▸ Task brief: Go through the data below. Pull out every line that has the word "display".

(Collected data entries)
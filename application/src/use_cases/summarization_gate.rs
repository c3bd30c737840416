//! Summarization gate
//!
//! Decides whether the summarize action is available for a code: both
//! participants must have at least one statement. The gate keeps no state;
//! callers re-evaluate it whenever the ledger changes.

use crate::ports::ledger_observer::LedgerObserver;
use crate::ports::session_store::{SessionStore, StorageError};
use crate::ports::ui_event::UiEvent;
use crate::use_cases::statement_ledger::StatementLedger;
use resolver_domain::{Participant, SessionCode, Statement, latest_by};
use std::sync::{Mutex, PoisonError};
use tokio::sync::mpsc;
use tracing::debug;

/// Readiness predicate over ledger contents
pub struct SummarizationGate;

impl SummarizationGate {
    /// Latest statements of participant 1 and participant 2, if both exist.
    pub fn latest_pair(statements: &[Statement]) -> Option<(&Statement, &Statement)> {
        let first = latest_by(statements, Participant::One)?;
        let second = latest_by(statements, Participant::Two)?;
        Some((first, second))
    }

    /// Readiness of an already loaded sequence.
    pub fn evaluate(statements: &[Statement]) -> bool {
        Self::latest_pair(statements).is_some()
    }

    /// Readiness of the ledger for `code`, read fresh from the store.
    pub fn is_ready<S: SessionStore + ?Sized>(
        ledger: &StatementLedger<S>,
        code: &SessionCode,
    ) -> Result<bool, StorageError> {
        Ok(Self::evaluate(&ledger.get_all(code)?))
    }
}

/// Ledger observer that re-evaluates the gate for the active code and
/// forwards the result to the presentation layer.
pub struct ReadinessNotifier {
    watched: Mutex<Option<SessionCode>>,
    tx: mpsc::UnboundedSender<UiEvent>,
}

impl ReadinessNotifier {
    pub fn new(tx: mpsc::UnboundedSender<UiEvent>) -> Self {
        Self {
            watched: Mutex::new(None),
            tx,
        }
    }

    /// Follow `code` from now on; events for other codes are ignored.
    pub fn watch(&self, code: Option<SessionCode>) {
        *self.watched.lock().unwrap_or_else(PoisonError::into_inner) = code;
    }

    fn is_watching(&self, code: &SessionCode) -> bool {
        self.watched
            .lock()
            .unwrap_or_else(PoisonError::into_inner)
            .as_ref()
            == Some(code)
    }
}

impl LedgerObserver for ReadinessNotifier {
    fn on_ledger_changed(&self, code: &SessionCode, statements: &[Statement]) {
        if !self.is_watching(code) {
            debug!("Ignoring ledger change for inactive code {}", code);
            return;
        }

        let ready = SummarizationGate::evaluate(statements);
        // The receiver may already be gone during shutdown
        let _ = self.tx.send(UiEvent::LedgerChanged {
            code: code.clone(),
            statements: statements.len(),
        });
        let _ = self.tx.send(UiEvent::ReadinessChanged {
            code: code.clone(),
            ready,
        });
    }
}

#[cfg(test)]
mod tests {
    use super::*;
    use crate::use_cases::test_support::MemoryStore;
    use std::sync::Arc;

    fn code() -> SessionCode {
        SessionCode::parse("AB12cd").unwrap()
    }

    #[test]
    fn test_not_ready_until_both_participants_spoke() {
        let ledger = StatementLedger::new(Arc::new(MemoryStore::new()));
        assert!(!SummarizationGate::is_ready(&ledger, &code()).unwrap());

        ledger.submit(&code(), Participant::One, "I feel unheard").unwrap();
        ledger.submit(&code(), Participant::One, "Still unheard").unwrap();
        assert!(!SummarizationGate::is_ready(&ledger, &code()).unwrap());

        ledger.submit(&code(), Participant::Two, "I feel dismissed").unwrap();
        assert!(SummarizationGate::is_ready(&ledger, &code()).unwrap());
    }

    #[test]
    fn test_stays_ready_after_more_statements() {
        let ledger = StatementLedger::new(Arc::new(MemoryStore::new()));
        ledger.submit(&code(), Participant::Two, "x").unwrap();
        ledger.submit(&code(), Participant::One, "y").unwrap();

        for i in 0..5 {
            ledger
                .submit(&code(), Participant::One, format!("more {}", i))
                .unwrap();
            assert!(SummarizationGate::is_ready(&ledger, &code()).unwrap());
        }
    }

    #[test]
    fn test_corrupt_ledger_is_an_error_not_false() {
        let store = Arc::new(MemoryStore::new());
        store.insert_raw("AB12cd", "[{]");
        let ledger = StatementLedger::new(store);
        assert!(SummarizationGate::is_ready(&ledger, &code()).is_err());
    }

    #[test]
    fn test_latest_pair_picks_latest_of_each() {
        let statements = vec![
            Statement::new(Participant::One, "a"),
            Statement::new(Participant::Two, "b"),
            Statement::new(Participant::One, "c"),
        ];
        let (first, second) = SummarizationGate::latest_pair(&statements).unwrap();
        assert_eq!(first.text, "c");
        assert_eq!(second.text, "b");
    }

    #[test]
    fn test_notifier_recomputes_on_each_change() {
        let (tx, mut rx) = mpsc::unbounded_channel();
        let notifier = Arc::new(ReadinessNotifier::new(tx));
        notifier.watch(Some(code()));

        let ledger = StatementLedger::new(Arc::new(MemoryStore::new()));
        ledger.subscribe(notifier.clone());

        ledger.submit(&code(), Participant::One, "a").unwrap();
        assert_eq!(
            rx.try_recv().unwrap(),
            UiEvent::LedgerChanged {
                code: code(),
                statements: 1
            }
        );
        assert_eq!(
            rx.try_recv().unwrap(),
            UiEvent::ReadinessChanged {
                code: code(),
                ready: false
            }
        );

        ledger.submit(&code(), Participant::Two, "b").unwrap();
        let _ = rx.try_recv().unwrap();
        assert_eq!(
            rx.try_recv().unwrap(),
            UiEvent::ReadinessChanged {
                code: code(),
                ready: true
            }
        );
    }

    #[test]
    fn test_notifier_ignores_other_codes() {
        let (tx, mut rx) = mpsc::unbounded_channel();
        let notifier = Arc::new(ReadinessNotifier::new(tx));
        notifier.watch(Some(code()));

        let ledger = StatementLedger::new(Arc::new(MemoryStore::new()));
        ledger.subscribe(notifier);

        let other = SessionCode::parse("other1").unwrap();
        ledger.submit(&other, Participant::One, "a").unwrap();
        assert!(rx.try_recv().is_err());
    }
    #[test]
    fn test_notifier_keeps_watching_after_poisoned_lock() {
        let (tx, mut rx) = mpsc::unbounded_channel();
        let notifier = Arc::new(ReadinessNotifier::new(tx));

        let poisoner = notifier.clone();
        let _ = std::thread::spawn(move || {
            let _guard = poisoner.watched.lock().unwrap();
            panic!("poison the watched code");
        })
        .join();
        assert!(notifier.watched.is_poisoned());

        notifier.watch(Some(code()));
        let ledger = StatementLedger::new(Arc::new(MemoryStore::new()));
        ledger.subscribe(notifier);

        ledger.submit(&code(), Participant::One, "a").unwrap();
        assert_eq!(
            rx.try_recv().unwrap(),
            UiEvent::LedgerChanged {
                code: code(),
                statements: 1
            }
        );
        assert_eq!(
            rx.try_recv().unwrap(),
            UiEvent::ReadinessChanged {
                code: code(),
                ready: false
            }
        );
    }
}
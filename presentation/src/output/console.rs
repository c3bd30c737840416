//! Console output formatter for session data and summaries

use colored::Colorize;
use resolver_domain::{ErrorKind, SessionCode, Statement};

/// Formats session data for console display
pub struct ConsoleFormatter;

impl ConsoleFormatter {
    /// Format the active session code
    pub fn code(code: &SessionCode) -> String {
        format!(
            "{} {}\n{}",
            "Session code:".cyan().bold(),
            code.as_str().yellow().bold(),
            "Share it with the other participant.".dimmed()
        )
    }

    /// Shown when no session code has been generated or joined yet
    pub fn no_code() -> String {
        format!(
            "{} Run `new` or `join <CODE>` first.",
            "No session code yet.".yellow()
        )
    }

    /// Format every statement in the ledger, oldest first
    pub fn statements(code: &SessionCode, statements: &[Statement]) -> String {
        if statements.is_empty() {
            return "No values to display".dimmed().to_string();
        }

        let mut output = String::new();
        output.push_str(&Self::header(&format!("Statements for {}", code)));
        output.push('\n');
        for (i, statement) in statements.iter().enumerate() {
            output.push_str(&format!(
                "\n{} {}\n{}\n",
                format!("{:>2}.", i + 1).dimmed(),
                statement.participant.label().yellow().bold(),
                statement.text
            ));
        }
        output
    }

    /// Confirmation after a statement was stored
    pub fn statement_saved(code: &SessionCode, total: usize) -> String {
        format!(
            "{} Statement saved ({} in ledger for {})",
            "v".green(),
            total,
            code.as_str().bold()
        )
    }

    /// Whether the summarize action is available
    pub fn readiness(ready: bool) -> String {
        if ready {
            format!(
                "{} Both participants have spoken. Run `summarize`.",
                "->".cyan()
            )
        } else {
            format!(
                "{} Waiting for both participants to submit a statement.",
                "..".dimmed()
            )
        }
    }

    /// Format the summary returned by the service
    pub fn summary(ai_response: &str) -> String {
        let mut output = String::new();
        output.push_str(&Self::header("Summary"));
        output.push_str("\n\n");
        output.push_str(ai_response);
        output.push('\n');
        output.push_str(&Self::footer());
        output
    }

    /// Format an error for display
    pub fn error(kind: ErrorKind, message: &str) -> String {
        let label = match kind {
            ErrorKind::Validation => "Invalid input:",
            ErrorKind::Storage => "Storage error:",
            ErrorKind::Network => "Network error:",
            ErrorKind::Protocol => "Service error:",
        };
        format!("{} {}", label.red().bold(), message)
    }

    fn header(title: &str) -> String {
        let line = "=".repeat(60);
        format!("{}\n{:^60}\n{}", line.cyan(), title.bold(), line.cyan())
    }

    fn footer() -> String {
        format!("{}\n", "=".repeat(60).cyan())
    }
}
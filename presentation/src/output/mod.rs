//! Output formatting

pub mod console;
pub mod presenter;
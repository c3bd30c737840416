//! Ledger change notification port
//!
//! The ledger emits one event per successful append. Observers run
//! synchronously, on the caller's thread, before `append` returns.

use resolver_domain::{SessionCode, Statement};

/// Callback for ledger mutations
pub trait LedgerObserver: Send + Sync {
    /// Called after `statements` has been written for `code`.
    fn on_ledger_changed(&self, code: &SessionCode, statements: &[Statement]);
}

▸ Problem solution:
/// Formats session data for console display
            return "No values to display".dimmed().to_string();
    /// Format an error for display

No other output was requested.